> _YOUR OBJECTIVE_
Of the material below, the lines to be retyped are those from the line containing "the controller emits." through the line containing "fn last_text(&self, chat: ChatId)", inclusive; reproduce them exactly.
### EXTRACTED MATERIAL
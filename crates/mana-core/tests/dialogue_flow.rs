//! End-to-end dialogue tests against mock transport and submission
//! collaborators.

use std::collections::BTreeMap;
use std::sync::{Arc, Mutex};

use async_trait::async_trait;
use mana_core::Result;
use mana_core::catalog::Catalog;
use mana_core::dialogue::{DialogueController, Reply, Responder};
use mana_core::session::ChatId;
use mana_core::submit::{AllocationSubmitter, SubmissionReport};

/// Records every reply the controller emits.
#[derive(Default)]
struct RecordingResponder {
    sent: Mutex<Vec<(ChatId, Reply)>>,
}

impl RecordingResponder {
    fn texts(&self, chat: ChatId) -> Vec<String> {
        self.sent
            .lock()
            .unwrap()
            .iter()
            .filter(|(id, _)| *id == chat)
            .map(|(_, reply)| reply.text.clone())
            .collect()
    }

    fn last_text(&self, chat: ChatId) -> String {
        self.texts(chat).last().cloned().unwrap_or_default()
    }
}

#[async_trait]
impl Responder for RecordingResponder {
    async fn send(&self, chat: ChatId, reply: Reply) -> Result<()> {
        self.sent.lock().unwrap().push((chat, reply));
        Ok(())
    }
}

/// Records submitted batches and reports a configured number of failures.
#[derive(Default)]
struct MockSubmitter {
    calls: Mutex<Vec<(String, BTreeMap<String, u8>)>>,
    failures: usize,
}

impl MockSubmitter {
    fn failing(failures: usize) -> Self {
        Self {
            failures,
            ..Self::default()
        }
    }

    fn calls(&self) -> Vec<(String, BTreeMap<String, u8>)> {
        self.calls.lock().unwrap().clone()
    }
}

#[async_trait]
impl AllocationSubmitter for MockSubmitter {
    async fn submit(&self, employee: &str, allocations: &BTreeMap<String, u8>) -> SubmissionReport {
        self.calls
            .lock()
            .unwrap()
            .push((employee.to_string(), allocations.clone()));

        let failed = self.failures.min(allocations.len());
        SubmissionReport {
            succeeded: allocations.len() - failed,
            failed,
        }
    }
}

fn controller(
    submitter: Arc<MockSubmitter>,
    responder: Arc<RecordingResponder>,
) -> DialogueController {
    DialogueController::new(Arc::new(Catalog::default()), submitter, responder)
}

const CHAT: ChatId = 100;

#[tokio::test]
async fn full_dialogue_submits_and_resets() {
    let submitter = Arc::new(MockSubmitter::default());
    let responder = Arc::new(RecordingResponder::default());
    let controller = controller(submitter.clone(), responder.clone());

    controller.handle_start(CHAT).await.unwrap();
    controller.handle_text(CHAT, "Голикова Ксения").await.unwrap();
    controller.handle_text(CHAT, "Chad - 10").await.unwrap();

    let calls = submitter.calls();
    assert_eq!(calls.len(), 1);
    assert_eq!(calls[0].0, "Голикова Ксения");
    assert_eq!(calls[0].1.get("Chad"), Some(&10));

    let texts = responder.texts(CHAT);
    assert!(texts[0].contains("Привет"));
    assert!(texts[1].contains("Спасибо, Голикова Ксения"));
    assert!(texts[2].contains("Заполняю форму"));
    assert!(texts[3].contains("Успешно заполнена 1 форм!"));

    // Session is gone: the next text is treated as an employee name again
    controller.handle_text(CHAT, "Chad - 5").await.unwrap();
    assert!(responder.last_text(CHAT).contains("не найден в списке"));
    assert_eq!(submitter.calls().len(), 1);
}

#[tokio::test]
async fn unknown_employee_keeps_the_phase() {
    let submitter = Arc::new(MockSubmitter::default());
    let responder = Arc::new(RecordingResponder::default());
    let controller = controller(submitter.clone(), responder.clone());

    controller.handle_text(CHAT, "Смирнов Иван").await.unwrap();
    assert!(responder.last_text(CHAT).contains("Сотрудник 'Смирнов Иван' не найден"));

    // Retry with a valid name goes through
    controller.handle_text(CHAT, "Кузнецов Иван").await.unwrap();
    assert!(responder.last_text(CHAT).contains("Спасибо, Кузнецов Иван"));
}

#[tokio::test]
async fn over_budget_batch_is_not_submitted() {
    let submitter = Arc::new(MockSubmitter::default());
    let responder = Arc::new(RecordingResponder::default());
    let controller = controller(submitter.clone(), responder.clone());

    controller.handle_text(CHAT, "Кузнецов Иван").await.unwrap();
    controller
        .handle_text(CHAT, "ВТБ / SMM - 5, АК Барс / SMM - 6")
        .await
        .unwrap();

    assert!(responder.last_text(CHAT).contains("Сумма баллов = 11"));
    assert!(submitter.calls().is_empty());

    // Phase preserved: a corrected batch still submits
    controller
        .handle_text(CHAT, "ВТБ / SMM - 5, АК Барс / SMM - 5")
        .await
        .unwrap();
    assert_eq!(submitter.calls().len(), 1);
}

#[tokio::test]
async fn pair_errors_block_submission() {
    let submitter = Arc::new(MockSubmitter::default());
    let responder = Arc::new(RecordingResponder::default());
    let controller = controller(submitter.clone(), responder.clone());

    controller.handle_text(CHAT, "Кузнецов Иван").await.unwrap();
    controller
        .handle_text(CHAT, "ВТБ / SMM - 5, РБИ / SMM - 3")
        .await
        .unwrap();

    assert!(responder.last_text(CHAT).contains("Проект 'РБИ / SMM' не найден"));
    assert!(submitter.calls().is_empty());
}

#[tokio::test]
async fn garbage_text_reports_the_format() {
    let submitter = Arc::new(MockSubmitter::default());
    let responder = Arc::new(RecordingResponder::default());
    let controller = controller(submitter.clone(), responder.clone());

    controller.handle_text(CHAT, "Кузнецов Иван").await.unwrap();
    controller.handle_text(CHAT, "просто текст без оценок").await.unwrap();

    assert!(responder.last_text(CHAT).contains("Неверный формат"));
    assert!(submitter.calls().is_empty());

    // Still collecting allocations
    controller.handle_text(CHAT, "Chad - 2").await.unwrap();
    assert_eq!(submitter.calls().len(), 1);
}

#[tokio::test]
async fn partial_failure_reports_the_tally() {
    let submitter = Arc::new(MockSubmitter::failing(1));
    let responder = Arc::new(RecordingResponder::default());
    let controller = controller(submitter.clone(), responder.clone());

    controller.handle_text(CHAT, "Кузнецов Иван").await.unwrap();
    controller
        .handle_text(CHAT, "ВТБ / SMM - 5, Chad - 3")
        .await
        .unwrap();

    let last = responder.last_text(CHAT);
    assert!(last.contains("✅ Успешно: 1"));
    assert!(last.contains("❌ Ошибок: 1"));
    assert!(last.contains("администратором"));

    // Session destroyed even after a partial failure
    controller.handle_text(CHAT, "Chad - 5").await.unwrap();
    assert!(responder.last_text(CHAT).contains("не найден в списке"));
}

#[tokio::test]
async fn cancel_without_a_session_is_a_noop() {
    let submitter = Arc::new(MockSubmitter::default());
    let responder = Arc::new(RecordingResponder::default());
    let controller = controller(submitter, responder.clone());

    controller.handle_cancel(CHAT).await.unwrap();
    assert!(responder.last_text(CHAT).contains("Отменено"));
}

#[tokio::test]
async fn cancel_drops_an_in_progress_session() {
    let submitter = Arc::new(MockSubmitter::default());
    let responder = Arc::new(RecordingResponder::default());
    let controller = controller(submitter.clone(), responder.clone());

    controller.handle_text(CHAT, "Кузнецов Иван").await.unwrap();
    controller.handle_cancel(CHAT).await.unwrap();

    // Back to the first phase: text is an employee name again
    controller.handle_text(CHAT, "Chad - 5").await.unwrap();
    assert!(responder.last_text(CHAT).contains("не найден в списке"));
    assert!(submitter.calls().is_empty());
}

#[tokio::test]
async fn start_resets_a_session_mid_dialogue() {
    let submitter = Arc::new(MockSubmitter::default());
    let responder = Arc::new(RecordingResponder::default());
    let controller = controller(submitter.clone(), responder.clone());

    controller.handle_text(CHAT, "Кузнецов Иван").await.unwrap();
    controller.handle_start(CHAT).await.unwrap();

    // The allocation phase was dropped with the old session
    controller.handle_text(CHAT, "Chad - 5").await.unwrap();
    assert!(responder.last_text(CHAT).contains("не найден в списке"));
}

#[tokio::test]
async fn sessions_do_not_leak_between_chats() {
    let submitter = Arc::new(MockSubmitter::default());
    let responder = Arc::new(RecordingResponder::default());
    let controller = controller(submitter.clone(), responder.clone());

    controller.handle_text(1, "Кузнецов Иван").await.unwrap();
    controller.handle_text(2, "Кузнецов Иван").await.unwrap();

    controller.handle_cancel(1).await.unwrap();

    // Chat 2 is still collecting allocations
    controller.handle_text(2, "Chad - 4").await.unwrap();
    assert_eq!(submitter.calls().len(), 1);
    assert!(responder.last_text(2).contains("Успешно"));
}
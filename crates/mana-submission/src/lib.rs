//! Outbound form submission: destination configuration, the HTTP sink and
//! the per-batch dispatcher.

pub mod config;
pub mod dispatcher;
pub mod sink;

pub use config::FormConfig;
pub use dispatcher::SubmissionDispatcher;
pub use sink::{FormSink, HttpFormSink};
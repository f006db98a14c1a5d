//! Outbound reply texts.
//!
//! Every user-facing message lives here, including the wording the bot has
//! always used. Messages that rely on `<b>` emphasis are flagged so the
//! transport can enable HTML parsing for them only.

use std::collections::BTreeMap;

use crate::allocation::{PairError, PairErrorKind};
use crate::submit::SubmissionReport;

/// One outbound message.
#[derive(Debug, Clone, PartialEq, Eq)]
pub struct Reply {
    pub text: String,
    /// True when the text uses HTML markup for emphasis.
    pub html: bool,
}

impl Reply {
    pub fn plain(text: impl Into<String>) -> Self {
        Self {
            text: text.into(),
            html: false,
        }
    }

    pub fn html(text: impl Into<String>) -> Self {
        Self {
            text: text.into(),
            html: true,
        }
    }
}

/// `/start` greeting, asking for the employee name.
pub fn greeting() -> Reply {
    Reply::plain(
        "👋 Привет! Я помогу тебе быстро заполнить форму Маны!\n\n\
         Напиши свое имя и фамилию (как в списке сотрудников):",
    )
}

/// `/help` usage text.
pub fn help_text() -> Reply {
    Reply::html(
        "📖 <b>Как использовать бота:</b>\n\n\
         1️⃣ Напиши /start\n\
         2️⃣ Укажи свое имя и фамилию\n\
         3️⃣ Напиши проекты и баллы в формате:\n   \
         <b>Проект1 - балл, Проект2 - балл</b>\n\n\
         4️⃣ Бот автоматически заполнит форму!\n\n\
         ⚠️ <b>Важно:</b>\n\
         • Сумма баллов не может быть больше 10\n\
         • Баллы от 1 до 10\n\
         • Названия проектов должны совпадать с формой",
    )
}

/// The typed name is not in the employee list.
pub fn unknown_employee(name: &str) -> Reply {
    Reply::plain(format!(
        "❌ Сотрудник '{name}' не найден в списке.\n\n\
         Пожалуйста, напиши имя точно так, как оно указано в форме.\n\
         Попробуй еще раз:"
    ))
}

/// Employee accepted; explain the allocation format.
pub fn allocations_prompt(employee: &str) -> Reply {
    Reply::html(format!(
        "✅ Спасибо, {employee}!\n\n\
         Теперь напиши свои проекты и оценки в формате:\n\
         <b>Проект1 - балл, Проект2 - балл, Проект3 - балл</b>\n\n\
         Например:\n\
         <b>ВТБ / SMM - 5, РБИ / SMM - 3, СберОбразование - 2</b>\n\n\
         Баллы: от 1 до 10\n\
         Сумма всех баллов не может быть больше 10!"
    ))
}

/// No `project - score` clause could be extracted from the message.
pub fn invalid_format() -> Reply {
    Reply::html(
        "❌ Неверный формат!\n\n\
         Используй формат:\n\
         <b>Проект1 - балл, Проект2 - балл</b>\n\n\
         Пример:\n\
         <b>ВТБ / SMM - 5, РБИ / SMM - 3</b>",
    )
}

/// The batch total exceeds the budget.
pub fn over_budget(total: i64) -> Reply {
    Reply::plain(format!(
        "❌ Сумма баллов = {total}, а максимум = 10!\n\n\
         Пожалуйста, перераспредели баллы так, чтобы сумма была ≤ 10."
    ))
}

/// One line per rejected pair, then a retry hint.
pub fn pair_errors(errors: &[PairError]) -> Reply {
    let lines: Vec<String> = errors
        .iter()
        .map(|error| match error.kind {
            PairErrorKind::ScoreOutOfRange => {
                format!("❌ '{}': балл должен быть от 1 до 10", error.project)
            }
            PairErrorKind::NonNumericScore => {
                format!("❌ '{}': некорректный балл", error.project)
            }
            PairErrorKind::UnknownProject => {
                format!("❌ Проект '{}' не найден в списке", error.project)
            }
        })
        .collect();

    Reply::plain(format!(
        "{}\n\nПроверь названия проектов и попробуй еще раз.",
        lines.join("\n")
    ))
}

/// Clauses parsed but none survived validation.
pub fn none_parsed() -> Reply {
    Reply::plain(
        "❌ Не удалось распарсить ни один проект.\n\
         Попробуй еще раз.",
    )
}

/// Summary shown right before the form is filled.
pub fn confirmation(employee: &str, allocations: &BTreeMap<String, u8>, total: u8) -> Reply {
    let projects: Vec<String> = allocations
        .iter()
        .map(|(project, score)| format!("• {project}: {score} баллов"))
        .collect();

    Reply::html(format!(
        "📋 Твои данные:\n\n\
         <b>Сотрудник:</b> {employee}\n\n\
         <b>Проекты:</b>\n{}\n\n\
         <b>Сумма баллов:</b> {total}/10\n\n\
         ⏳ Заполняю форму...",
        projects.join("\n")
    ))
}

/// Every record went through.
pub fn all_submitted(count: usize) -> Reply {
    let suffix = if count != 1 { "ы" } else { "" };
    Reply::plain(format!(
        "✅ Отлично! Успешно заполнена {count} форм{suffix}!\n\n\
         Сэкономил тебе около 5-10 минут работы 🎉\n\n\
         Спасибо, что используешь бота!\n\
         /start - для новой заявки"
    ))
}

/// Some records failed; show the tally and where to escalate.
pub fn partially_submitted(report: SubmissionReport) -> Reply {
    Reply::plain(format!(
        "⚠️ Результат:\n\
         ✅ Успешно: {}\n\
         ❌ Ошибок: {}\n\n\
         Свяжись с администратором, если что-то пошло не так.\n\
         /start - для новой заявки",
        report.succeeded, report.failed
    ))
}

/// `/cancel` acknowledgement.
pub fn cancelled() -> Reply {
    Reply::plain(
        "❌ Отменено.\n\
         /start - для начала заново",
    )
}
######
> _EXERCISE SOLUTION_
/// Records every reply the controller emits.
#[derive(Default)]
struct RecordingResponder {
    sent: Mutex<Vec<(ChatId, Reply)>>,
}

impl RecordingResponder {
    fn texts(&self, chat: ChatId) -> Vec<String> {
        self.sent
            .lock()
            .unwrap()
            .iter()
            .filter(|(id, _)| *id == chat)
            .map(|(_, reply)| reply.text.clone())
            .collect()
    }

    fn last_text(&self, chat: ChatId) -> String {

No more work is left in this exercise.